* [Problem]
Using the material that follows, output exactly the lines from the one containing "channel; sending never" through the one containing "a notice channel.", with both ends kept.

* [Data excerpts]
▼

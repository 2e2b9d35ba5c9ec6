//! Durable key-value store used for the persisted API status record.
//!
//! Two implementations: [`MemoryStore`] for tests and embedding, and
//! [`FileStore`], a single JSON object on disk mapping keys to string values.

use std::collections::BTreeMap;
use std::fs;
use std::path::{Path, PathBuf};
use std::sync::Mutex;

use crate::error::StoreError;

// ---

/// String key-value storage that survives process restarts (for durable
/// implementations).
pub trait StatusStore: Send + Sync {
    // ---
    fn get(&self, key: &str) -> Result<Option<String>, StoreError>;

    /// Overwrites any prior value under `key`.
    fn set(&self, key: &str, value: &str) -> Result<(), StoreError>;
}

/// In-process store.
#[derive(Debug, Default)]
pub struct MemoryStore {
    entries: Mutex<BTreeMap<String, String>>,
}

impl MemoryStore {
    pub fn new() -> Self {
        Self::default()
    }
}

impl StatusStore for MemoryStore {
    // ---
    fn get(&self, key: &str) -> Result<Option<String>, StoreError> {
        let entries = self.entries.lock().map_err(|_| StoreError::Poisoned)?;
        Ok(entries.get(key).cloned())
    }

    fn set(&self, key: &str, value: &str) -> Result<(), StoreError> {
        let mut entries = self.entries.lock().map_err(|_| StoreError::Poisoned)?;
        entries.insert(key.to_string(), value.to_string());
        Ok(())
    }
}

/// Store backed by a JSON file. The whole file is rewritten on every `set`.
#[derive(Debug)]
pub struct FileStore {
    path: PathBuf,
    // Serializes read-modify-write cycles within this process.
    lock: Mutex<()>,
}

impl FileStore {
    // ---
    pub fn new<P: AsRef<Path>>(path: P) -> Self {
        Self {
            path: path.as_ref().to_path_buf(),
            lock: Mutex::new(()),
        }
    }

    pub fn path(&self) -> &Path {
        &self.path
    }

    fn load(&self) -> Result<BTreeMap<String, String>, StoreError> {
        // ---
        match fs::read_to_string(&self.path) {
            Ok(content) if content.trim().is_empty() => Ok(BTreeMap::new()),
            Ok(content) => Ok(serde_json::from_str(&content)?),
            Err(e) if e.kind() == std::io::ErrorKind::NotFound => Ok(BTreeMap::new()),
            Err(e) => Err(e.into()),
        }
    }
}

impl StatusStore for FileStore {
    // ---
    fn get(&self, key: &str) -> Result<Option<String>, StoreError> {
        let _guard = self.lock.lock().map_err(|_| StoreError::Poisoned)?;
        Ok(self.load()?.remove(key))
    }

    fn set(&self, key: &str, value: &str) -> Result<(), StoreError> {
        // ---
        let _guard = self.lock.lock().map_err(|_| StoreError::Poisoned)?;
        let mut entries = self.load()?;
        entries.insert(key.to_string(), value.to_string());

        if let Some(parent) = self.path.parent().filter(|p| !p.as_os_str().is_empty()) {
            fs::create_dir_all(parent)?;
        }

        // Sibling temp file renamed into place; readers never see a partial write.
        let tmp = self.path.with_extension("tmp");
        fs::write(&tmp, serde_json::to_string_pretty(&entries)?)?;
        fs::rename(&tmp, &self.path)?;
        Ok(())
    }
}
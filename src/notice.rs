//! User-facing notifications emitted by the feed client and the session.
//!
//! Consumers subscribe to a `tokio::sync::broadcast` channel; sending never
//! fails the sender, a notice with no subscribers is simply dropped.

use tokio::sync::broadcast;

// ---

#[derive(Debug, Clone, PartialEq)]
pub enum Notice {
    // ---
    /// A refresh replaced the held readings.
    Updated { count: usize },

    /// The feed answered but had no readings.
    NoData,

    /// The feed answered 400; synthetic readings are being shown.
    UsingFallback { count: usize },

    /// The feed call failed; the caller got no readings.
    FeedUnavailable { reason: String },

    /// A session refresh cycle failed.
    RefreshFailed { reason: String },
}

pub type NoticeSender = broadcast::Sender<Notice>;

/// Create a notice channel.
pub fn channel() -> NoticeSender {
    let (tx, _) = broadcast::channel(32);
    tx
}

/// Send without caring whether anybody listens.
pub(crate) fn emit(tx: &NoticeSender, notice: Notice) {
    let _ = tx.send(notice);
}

▲
▼

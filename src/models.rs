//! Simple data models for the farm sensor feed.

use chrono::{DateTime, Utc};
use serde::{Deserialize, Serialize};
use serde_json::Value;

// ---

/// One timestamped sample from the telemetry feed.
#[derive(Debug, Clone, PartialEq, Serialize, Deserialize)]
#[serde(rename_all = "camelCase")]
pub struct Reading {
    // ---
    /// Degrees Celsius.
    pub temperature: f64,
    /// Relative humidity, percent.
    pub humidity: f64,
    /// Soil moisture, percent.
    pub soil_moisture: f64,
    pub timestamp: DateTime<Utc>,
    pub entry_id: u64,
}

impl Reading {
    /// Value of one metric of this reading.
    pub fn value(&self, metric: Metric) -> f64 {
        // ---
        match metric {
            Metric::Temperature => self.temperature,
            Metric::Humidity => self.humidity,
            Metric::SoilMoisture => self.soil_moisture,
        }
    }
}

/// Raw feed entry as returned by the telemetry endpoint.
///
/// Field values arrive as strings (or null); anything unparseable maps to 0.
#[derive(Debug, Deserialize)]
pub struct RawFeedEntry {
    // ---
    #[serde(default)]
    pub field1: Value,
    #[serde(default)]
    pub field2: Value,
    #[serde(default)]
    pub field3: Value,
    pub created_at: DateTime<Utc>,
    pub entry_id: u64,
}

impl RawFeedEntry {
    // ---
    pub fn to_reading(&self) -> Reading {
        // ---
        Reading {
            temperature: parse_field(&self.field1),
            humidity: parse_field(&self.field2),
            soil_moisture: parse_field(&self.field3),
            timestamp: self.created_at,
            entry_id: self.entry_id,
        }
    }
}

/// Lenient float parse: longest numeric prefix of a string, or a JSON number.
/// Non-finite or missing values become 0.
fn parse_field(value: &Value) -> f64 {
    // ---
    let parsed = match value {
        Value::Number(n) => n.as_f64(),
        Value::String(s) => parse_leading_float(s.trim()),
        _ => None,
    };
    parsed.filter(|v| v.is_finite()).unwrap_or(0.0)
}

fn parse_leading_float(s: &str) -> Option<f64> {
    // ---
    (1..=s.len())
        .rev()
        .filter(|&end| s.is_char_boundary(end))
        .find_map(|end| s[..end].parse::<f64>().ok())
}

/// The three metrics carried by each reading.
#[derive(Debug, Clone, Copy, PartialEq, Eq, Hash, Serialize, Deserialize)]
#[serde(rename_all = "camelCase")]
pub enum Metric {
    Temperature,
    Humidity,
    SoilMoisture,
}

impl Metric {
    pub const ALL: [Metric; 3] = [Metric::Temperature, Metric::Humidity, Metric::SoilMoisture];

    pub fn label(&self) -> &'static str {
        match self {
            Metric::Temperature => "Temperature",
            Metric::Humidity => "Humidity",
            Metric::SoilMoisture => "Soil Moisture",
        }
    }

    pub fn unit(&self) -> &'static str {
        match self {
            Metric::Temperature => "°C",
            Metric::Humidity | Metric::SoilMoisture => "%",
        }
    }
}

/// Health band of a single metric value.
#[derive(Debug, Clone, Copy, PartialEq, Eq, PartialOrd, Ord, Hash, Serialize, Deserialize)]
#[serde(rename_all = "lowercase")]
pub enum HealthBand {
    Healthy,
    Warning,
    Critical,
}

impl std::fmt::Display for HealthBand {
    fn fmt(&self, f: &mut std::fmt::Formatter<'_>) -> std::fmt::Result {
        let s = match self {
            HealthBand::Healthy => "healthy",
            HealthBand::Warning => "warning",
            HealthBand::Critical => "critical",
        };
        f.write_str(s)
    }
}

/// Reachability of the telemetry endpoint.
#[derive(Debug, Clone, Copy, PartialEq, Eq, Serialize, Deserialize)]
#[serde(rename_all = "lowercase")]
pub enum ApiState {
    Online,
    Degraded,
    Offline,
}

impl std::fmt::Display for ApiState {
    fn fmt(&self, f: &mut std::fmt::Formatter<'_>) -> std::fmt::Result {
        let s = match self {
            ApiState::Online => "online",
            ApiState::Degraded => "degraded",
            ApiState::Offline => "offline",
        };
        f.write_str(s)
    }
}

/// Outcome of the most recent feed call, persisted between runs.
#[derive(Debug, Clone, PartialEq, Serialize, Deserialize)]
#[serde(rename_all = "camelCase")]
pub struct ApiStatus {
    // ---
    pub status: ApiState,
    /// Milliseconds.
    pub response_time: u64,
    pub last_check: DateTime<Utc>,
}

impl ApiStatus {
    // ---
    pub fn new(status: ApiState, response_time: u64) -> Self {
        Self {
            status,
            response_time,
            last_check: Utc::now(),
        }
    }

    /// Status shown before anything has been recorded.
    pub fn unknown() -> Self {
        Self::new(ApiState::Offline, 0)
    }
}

▲

* [Answer section]
//! Consumers subscribe to a `tokio::sync::broadcast` channel; sending never
//! fails the sender, a notice with no subscribers is simply dropped.

use tokio::sync::broadcast;

// ---

#[derive(Debug, Clone, PartialEq)]
pub enum Notice {
    // ---
    /// A refresh replaced the held readings.
    Updated { count: usize },

    /// The feed answered but had no readings.
    NoData,

    /// The feed answered 400; synthetic readings are being shown.
    UsingFallback { count: usize },

    /// The feed call failed; the caller got no readings.
    FeedUnavailable { reason: String },

    /// A session refresh cycle failed.
    RefreshFailed { reason: String },
}

pub type NoticeSender = broadcast::Sender<Notice>;

/// Create a notice channel.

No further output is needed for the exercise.